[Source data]

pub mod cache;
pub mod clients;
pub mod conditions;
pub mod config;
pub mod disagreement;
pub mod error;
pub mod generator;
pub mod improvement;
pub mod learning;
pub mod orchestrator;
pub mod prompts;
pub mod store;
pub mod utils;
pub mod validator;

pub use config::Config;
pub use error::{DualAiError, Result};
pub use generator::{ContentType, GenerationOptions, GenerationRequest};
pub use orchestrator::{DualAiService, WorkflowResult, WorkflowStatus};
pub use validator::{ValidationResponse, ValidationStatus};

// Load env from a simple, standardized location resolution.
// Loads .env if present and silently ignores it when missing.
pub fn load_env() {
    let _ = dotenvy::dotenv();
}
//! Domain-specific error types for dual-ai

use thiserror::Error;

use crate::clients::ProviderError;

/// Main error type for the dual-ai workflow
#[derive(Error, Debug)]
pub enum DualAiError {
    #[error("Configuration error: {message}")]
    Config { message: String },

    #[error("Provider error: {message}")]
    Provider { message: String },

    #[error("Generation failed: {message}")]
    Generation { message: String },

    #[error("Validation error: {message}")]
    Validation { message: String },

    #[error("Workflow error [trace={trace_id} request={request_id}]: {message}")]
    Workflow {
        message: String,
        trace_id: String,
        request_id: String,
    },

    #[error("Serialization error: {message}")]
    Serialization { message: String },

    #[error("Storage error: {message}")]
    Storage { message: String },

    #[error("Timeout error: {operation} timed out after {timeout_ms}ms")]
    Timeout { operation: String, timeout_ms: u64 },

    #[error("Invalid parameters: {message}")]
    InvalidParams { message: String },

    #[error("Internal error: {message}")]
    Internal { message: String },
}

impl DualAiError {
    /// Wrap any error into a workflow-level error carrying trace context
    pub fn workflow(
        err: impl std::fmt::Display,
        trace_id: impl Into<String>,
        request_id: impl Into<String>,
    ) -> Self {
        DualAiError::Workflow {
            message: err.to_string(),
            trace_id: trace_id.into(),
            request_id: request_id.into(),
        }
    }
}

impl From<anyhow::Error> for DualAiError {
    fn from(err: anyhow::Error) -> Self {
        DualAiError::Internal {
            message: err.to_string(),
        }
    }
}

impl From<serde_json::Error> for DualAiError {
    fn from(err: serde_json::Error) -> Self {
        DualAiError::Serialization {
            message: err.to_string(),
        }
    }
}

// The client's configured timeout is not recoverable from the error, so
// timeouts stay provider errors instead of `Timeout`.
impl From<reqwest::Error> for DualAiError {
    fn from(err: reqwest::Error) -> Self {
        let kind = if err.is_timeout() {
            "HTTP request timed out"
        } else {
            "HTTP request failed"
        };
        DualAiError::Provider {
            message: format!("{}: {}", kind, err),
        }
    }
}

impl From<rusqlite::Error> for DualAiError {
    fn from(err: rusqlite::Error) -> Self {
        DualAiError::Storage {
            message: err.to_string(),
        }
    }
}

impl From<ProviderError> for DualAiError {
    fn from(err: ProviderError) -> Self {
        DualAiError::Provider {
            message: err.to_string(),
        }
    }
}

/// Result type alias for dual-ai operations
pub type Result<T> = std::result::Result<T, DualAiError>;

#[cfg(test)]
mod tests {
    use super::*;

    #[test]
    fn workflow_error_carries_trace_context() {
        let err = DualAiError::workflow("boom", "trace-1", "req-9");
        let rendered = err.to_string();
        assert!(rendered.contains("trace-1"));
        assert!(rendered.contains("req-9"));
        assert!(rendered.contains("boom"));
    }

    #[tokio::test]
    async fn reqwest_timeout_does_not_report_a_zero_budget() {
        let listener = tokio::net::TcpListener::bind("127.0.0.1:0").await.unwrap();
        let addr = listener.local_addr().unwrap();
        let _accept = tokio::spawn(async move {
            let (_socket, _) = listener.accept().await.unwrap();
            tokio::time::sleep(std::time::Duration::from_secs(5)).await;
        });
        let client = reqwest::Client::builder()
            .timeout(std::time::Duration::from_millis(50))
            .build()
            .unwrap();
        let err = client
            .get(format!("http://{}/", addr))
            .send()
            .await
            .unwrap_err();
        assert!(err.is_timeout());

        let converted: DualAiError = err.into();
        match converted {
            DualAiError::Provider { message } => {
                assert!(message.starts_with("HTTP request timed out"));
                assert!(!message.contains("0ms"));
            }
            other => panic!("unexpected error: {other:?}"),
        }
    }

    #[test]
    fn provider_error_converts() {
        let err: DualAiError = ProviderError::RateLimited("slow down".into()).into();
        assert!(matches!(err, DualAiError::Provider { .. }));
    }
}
==
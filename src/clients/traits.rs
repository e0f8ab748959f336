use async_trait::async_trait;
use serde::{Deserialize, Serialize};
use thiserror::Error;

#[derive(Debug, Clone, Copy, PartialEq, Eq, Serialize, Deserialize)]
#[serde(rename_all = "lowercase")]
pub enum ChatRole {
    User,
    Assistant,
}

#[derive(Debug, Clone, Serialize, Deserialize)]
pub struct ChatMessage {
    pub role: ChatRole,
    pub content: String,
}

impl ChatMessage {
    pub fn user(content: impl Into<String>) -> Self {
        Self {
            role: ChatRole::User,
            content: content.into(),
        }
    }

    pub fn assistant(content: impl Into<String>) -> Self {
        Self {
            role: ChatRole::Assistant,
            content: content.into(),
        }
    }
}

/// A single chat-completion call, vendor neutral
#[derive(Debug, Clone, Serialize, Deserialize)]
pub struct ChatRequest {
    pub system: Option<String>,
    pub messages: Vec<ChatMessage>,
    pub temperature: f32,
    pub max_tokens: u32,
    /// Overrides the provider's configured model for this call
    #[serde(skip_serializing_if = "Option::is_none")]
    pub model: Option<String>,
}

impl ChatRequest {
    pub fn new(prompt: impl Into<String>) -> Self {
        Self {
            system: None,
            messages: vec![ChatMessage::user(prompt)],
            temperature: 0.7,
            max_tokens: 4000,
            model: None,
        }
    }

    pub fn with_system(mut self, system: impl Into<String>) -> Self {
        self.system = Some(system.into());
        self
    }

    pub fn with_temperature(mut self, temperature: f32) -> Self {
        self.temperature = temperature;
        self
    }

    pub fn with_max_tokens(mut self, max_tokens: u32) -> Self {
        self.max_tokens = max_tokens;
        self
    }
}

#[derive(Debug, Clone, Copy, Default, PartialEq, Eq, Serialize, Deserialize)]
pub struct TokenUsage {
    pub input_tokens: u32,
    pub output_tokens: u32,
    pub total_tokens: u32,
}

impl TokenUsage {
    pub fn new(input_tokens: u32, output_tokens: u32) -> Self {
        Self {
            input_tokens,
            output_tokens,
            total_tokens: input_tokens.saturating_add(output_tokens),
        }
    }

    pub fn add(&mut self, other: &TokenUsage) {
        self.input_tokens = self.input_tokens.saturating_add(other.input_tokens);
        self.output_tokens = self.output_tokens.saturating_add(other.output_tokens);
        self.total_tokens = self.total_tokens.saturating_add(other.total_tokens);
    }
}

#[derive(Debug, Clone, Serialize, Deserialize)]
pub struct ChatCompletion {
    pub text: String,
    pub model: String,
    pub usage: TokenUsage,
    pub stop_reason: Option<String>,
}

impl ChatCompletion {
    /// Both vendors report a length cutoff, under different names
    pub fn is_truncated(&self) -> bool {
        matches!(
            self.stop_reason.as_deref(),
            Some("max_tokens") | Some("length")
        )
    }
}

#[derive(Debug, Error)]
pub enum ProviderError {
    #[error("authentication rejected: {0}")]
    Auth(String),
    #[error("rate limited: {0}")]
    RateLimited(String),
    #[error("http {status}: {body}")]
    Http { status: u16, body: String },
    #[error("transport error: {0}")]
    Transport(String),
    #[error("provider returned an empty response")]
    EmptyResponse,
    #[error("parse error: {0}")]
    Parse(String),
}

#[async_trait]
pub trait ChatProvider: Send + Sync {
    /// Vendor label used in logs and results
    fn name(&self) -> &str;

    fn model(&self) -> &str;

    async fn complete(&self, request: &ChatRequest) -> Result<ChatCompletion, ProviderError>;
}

§ Problem to solve:
When a line of the records holds the word "converted", copy that line.

§ Finished task:
        let converted: DualAiError = err.into();
        match converted {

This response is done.